Autres avantages potentiels de l’utilisation de la mélatonine chez les enfants

La recherche laisse entrevoir certains avantages potentiels de la mélatonine pour le sommeil des enfants souffrant de troubles neurodéveloppementaux. Selon une analyse documentaire publiée en 2011 dans l’International Journal of Pediatrics, la mélatonine pourrait améliorer le sommeil des enfants souffrant de troubles de l’hyperactivité avec déficit de l’attention (TDAH) ou d’autisme. L’AAP souligne que dans ces cas, l’utilisation de la mélatonine doit être soigneusement supervisée par le pédiatre de l’enfant. 

Effets secondaires de la mélatonine chez les enfants

Bien que les suppléments de mélatonine semblent être sans danger pour la plupart des enfants lorsqu’ils sont pris pendant une période limitée, on en sait moins sur leur utilisation à long terme. Dans la mesure où la mélatonine est une hormone, il est possible, bien que cela ne soit pas prouvé, que le supplément puisse affecter négativement la croissance et le développement, en particulier au cours de la puberté, selon les NIH. 

Le fin mot de l’histoire : devriez-vous prendre de la mélatonine?

Les suppléments de mélatonine sont un médicament en vente libre très apprécié des personnes qui cherchent à mieux dormir. Les recherches indiquent que la mélatonine pourrait contribuer à optimiser l’horloge biologique interne (le rythme circadien) et à favoriser un sommeil plus réparateur, en particulier chez les adultes souffrant de décalage horaire, de troubles du sommeil ou de périodes d’insomnie de courte durée.

Globalement, cependant, les recherches en faveur de l’utilisation de la mélatonine sont mitigées, et des effets secondaires demeurent possibles.
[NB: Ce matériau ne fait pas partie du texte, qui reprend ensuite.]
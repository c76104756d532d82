//! Per-core processor information.

use serde::{Deserialize, Serialize};
use std::fmt;

/// Information about one processor core, as listed in the system info file
#[derive(Debug, Clone, Default, PartialEq, Serialize, Deserialize)]
pub struct CoreInfo {
    /// Core ordinal as declared by the kernel
    index: i32,
    pub model_name: String,
    pub bogo_mips: f64,
    pub features: String,
    pub implementer: u32,
    pub architecture: u32,
    pub variant: u32,
    pub part: u32,
    pub revision: u32,
}

/// Keys recognised inside a processor block
#[derive(Debug, Clone, Copy, PartialEq, Eq)]
pub enum CoreKey {
    ModelName,
    BogoMips,
    Features,
    Implementer,
    Architecture,
    Variant,
    Part,
    Revision,
}

impl CoreKey {
    /// Map a normalised (trimmed, lowercase) key to a core key
    pub fn from_key(key: &str) -> Option<Self> {
        match key {
            "model name" => Some(CoreKey::ModelName),
            "bogomips" => Some(CoreKey::BogoMips),
            "features" => Some(CoreKey::Features),
            "cpu implementer" => Some(CoreKey::Implementer),
            "cpu architecture" => Some(CoreKey::Architecture),
            "cpu variant" => Some(CoreKey::Variant),
            "cpu part" => Some(CoreKey::Part),
            "cpu revision" => Some(CoreKey::Revision),
            _ => None,
        }
    }
}

impl CoreInfo {
    pub fn new(index: i32) -> Self {
        Self {
            index,
            ..Default::default()
        }
    }

    pub fn index(&self) -> i32 {
        self.index
    }

    /// Apply one key/value pair. Later values for the same key win.
    pub fn apply(&mut self, key: CoreKey, value: &str) {
        match key {
            CoreKey::ModelName => self.model_name = value.to_string(),
            CoreKey::BogoMips => self.bogo_mips = value.parse().unwrap_or(0.0),
            CoreKey::Features => self.features = value.to_string(),
            CoreKey::Implementer => self.implementer = parse_id_field(value),
            CoreKey::Architecture => self.architecture = parse_id_field(value),
            CoreKey::Variant => self.variant = parse_id_field(value),
            CoreKey::Part => self.part = parse_id_field(value),
            CoreKey::Revision => self.revision = parse_id_field(value),
        }
    }

    /// Feature flags as individual words
    pub fn feature_list(&self) -> impl Iterator<Item = &str> {
        self.features.split_whitespace()
    }

    pub fn has_feature(&self, feature: &str) -> bool {
        self.feature_list().any(|f| f == feature)
    }
}

/// CPU id fields are `0x`-prefixed hex, except architecture and revision
/// which the kernel prints in decimal.
fn parse_id_field(value: &str) -> u32 {
    match value
        .strip_prefix("0x")
        .or_else(|| value.strip_prefix("0X"))
    {
        Some(hex) => u32::from_str_radix(hex, 16).unwrap_or(0),
        None => value.parse().unwrap_or(0),
    }
}

impl fmt::Display for CoreInfo {
    fn fmt(&self, f: &mut fmt::Formatter<'_>) -> fmt::Result {
        writeln!(f, "Core:\t\t{}", self.index)?;
        writeln!(f, "Model name:\t{}", self.model_name)?;
        writeln!(f, "BogoMIPS:\t{}", self.bogo_mips)?;
        writeln!(f, "Features:\t{}", self.features)?;
        writeln!(
            f,
            "CPU id:\t\timplementer 0x{:02x}, architecture {}, variant 0x{:x}, part 0x{:03x}, revision {}",
            self.implementer, self.architecture, self.variant, self.part, self.revision
        )
    }
}

#[cfg(test)]
mod tests {
    use super::*;

    #[test]
    fn test_core_key_lookup() {
        assert_eq!(CoreKey::from_key("model name"), Some(CoreKey::ModelName));
        assert_eq!(CoreKey::from_key("cpu part"), Some(CoreKey::Part));
        assert_eq!(CoreKey::from_key("MODEL NAME"), None);
        assert_eq!(CoreKey::from_key("hardware"), None);
    }

    #[test]
    fn test_apply_cortex_a53() {
        let mut core = CoreInfo::new(2);
        core.apply(CoreKey::ModelName, "ARMv7 Processor rev 4 (v7l)");
        core.apply(CoreKey::BogoMips, "38.40");
        core.apply(CoreKey::Features, "half thumb fastmult vfp edsp neon");
        core.apply(CoreKey::Implementer, "0x41");
        core.apply(CoreKey::Architecture, "7");
        core.apply(CoreKey::Variant, "0x0");
        core.apply(CoreKey::Part, "0xd03");
        core.apply(CoreKey::Revision, "4");

        assert_eq!(core.index(), 2);
        assert_eq!(core.bogo_mips, 38.40);
        assert_eq!(core.implementer, 0x41);
        assert_eq!(core.architecture, 7);
        assert_eq!(core.part, 0xd03);
        assert_eq!(core.revision, 4);
        assert!(core.has_feature("neon"));
        assert!(!core.has_feature("ne"));
    }

    #[test]
    fn test_malformed_numbers_default_to_zero() {
        let mut core = CoreInfo::new(0);
        core.apply(CoreKey::BogoMips, "fast");
        core.apply(CoreKey::Part, "0xzz");
        core.apply(CoreKey::Architecture, "7 (AArch64)");
        assert_eq!(core.bogo_mips, 0.0);
        assert_eq!(core.part, 0);
        assert_eq!(core.architecture, 0);
    }

    #[test]
    fn test_last_write_wins() {
        let mut core = CoreInfo::new(0);
        core.apply(CoreKey::Features, "vfp");
        core.apply(CoreKey::Features, "vfp neon");
        assert_eq!(core.features, "vfp neon");
    }

    #[test]
    fn test_display_lists_index_first() {
        let core = CoreInfo::new(3);
        assert!(core.to_string().starts_with("Core:\t\t3\n"));
    }
}
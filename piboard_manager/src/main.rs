use clap::{CommandFactory, Parser, Subcommand};
use clap_complete::generate;
use colored::*;
use piboard_core::board::BoardContext;
use piboard_core::error::BoardResult;
use std::io;
use std::path::PathBuf;

use piboard_manager::commands;

#[derive(Parser)]
#[command(name = "piboard")]
#[command(about = "piboard - Raspberry Pi board identification")]
#[command(version)]
#[command(propagate_version = true)]
struct Cli {
    /// Increase output verbosity (show debug messages)
    #[arg(short = 'v', long = "verbose", global = true)]
    verbose: bool,

    /// Suppress informational output
    #[arg(short = 'Q', long = "quiet-all", global = true)]
    quiet_all: bool,

    /// Read board information from this file instead of /proc/cpuinfo
    /// (also settable with PIBOARD_CPUINFO)
    #[arg(long = "cpuinfo", value_name = "PATH", global = true)]
    cpuinfo: Option<PathBuf>,

    #[command(subcommand)]
    command: Commands,
}

#[derive(Subcommand)]
enum Commands {
    /// Show the detected board and its processor cores
    Info {
        /// Print the description as JSON
        #[arg(long = "json")]
        json: bool,
    },

    /// Decode one or more revision codes (hex, 0x prefix optional)
    Decode {
        #[arg(value_name = "CODE", required = true)]
        codes: Vec<String>,
    },

    /// List the processor cores found in the system info file
    Cores,

    /// Generate shell completion scripts
    Completion {
        /// Shell to generate completions for
        #[arg(value_enum)]
        shell: clap_complete::Shell,
    },
}

fn main() {
    let cli = Cli::parse();

    // Initialize structured logging based on verbosity flags
    let log_level = if cli.verbose {
        "debug"
    } else if cli.quiet_all {
        "error"
    } else {
        "warn"
    };
    env_logger::Builder::from_env(env_logger::Env::default().default_filter_or(log_level))
        .format_timestamp(None)
        .format_target(false)
        .init();

    log::debug!("piboard CLI v{}", env!("CARGO_PKG_VERSION"));

    if let Err(e) = run_command(cli.command, cli.cpuinfo) {
        eprintln!("{} {}", "Error:".red().bold(), e);
        std::process::exit(1);
    }
}

fn load_board(cpuinfo: Option<PathBuf>) -> BoardContext {
    match cpuinfo {
        Some(path) => BoardContext::from_path(path),
        None => BoardContext::detect(),
    }
}

fn run_command(command: Commands, cpuinfo: Option<PathBuf>) -> BoardResult<()> {
    match command {
        Commands::Info { json } => commands::board::run_info(&load_board(cpuinfo), json),

        Commands::Decode { codes } => commands::board::run_decode(&codes),

        Commands::Cores => commands::board::run_cores(&load_board(cpuinfo)),

        Commands::Completion { shell } => {
            let mut cmd = Cli::command();
            generate(shell, &mut cmd, "piboard", &mut io::stdout());
            Ok(())
        }
    }
}
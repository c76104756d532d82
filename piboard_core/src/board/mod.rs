//! # Board identification
//!
//! Works out which Raspberry Pi the process is running on.
//!
//! - **Revision decoding**: turn the firmware revision code into model,
//!   board revision, memory size and processor
//! - **Connector layout**: map the model to its GPIO header generation
//! - **System info scanning**: read board-level facts and per-core details
//!   from `/proc/cpuinfo`
//!
//! ## Quick Start
//!
//! ```rust,no_run
//! use piboard_core::board::BoardContext;
//!
//! let board = BoardContext::detect();
//! if board.is_supported() {
//!     println!("{} with {} MB", board.model().name(), board.memory_mb());
//!     for core in board.cores() {
//!         println!("core {}: {}", core.index(), core.model_name);
//!     }
//! }
//! ```

mod connector;
mod context;
mod core_info;
mod cpuinfo;
mod description;
mod model;
mod revision;
mod source;

pub use connector::resolve as resolve_connector;
pub use context::{current, BoardContext};
pub use core_info::{CoreInfo, CoreKey};
pub use cpuinfo::scan;
pub use description::HardwareDescription;
pub use model::{ConnectorLayout, Model, Processor, SiliconVersion};
pub use revision::{
    decode, parse_cpuinfo_revision, parse_revision_code, DecodedRevision, RevisionScheme,
    STRUCTURED_FLAG,
};
pub use source::read_lines;
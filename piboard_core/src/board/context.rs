//! Shared access to the decoded board description.
//!
//! Prefer constructing a [`BoardContext`] once at startup and handing clones
//! to the consumers that need it. [`current`] exists for code that cannot
//! thread a handle through; it scans the configured file exactly once.

use std::path::Path;
use std::sync::{Arc, OnceLock};

use super::description::HardwareDescription;

static CURRENT: OnceLock<HardwareDescription> = OnceLock::new();

/// Get the process-wide description, scanning on first access.
///
/// Racing first callers block until one scan completes; all of them observe
/// the same fully built instance.
pub fn current() -> &'static HardwareDescription {
    CURRENT.get_or_init(HardwareDescription::detect)
}

/// Cheaply clonable handle to one decoded board description
#[derive(Debug, Clone)]
pub struct BoardContext {
    description: Arc<HardwareDescription>,
}

impl BoardContext {
    pub fn new(description: HardwareDescription) -> Self {
        Self {
            description: Arc::new(description),
        }
    }

    /// Scan the configured system info file
    pub fn detect() -> Self {
        Self::new(HardwareDescription::detect())
    }

    pub fn from_path(path: impl AsRef<Path>) -> Self {
        Self::new(HardwareDescription::load_from(path))
    }

    pub fn from_lines<I, S>(lines: I) -> Self
    where
        I: IntoIterator<Item = S>,
        S: AsRef<str>,
    {
        Self::new(HardwareDescription::scan(lines))
    }

    pub fn description(&self) -> &HardwareDescription {
        &self.description
    }

    pub fn is_supported(&self) -> bool {
        self.description.is_supported()
    }
}

impl std::ops::Deref for BoardContext {
    type Target = HardwareDescription;

    fn deref(&self) -> &Self::Target {
        &self.description
    }
}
L’effet de la mélatonine sur les affections non liées au sommeil (comme l’acouphène et le cancer) n’est pas encore clair ni bien établi.

Une bonne pratique de l’hygiène du sommeil est indispensable pour améliorer le sommeil des adultes et des enfants. Parmi les exemples d’habitudes favorisant le sommeil, citons le maintien d’une heure de coucher constante, l’exposition à la lumière pendant la journée et la limitation de l’exposition à la lumière des appareils électroniques dans l’heure précédant le coucher.

Si vous décidez de prendre de la mélatonine, consultez d’abord votre médecin. Renseignez-vous sur la marque recommandée par votre médecin ou achetez un supplément portant le sceau de qualité indiquant la vérification par des tiers.